Content Provided by our sponsor: TEDxLSU.TEDx_logo_sydney_022309TEDx_logo_sydney_022309

LSU Natural Resource Ecology and Management student Madelyn Smith, a TEDxLSU 2018 speaker, traveled the Louisiana coastline on a mission to illuminate the cultures and communities threatened by coastal land loss. Through photos and essays, Madelyn immortalized the people and lifestyles of the coast in her book Louisiana Gone, coauthored by Trent Andrus. Her work stands at the intersection of science, art and social science and aims to humanize the traditions and stories disappearing with the Louisiana coast.

We recently chatted with Madelyn to discuss her life and work. Read some of the highlights of the conversation below.

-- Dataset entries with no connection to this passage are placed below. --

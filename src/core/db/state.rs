use std::{future::Future, path::PathBuf, time::Duration};

use sqlx::{
    Connection, Sqlite,
    pool::PoolConnection,
    sqlite::{SqliteConnectOptions, SqliteJournalMode, SqlitePool, SqlitePoolOptions},
};
use tracing::{debug, info, warn};

use crate::config::StoreConfig;
use crate::core::error::StoreError;

pub(super) struct StoreState {
    db_path: PathBuf,
    timeout: Duration,
    pool: SqlitePool,
}

impl std::fmt::Debug for StoreState {
    fn fmt(&self, f: &mut std::fmt::Formatter<'_>) -> std::fmt::Result {
        f.debug_struct("StoreState")
            .field("db_path", &self.db_path)
            .field("timeout", &self.timeout)
            .finish()
    }
}

impl StoreState {
    pub(super) async fn open(config: &StoreConfig) -> Result<Self, StoreError> {
        let connect_opts = SqliteConnectOptions::new()
            .filename(&config.db_path)
            .create_if_missing(true)
            // rollback journal: nothing but the database file stays on disk
            .journal_mode(SqliteJournalMode::Delete);

        // connect_with establishes the first connection, so a missing
        // directory or unreadable file surfaces here rather than on first use.
        let pool = bounded(config.timeout, "open database", async move {
            SqlitePoolOptions::new()
                .max_connections(config.max_connections)
                .acquire_timeout(config.timeout)
                .connect_with(connect_opts)
                .await
                .map_err(StoreError::from)
        })
        .await?;

        info!(path = %config.db_path.display(), "opened booking database");
        Ok(Self {
            db_path: config.db_path.clone(),
            timeout: config.timeout,
            pool,
        })
    }

    pub(super) async fn conn(&self) -> Result<PoolConnection<Sqlite>, StoreError> {
        Ok(self.pool.acquire().await?)
    }

    /// Apply the embedded schema, then bring a `Consultations` table created by
    /// an older app build up to the current columns.
    pub(super) async fn migrate(&self) -> Result<(), StoreError> {
        self.bounded("initialize schema", apply_schema(&self.pool)).await
    }

    /// Run one store operation under the configured timeout.
    pub(super) async fn bounded<T, F>(&self, operation: &'static str, fut: F) -> Result<T, StoreError>
    where
        F: Future<Output = Result<T, StoreError>>,
    {
        bounded(self.timeout, operation, fut).await
    }
}

const CONSULTATION_COLUMNS: [&str; 6] = ["id", "name", "contact", "consultant", "message", "date"];

/// Columns older builds kept the contact in, in preference order.
const LEGACY_CONTACT_COLUMNS: [&str; 2] = ["email", "phone"];

async fn apply_schema(pool: &SqlitePool) -> Result<(), StoreError> {
    // Every statement is `IF NOT EXISTS` and the migrator skips versions it
    // has already recorded.
    sqlx::migrate!("./migrations").run(pool).await?;

    let mut conn = pool.acquire().await?;
    let mut tx = conn.begin().await?;
    let existing: Vec<String> =
        sqlx::query_scalar("SELECT name FROM pragma_table_info('Consultations')")
            .fetch_all(&mut *tx)
            .await?;
    let has_column = |column: &str| existing.iter().any(|e| e.eq_ignore_ascii_case(column));

    let missing: Vec<&str> = CONSULTATION_COLUMNS
        .into_iter()
        .filter(|column| !has_column(*column))
        .collect();
    if missing.is_empty() {
        return Ok(());
    }
    if missing.contains(&"id") {
        return Err(StoreError::StorageUnavailable(
            "table Consultations has no id column".to_string(),
        ));
    }

    for column in &missing {
        let sql = format!("ALTER TABLE Consultations ADD COLUMN {column} TEXT");
        sqlx::query(&sql).execute(&mut *tx).await?;
    }

    if missing.contains(&"contact") {
        let legacy: Vec<&str> = LEGACY_CONTACT_COLUMNS
            .into_iter()
            .filter(|column| has_column(*column))
            .collect();
        let source = match legacy.as_slice() {
            [] => None,
            [only] => Some(only.to_string()),
            many => Some(format!("COALESCE({})", many.join(", "))),
        };
        if let Some(source) = source {
            let sql = format!("UPDATE Consultations SET contact = {source}");
            sqlx::query(&sql).execute(&mut *tx).await?;
        }
    }

    tx.commit().await?;
    warn!(columns = ?missing, "added missing columns to existing Consultations table");
    Ok(())
}

async fn bounded<T, F>(timeout: Duration, operation: &'static str, fut: F) -> Result<T, StoreError>
where
    F: Future<Output = Result<T, StoreError>>,
{
    let result = match tokio::time::timeout(timeout, fut).await {
        Ok(result) => result,
        Err(_) => Err(StoreError::timed_out(operation, timeout)),
    };
    if let Err(err) = &result {
        debug!(operation, error = %err, "storage operation failed");
    }
    result
}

Why did you choose photos?

I was inspired by Humans of New York. The original idea was for the project to be a Humans of the Coast. Since high school, I have always had an interest in film and photography. My father gave me his old 35 millimeter Pentax, and I took off with that. I was trying to find an interdisciplinary way to explore a topic that I care about and advance some of my hobbies.

What was travelling the coast like?

On a shoestring budget, I went down with my photography partner Trent Andrus and we decided we were going to camp the whole time — which in the summer in southern Louisiana was a horrible experience. We slept in a tent in RV trailer parks so we were super hot. We bought a portable fan and ran a cord from the RV hookup location into our tent and tried to zip up our tent as tight as possible around this cord to make sure that no mosquitoes came in, and just had a lot of super miserable nights. Being woken up by motorcycles, sleeping outside, eating out of soup cans in parking lots. We slummed it to save some money.

What is the secret to making collaborative projects work?

Communication is the biggest skill that’s required. You have to be able to communicate your vision and what you’d ultimately like the end product to look like. My graphic designer lived in Arizona during our work that we were doing, so it was interesting to figure out a good workflow when she couldn’t physically sit down and have those face-to-face conversations. It took a lot of trial-and-error, reorganizing, and Dropbox folders.

What is your favorite Baton Rouge discovery?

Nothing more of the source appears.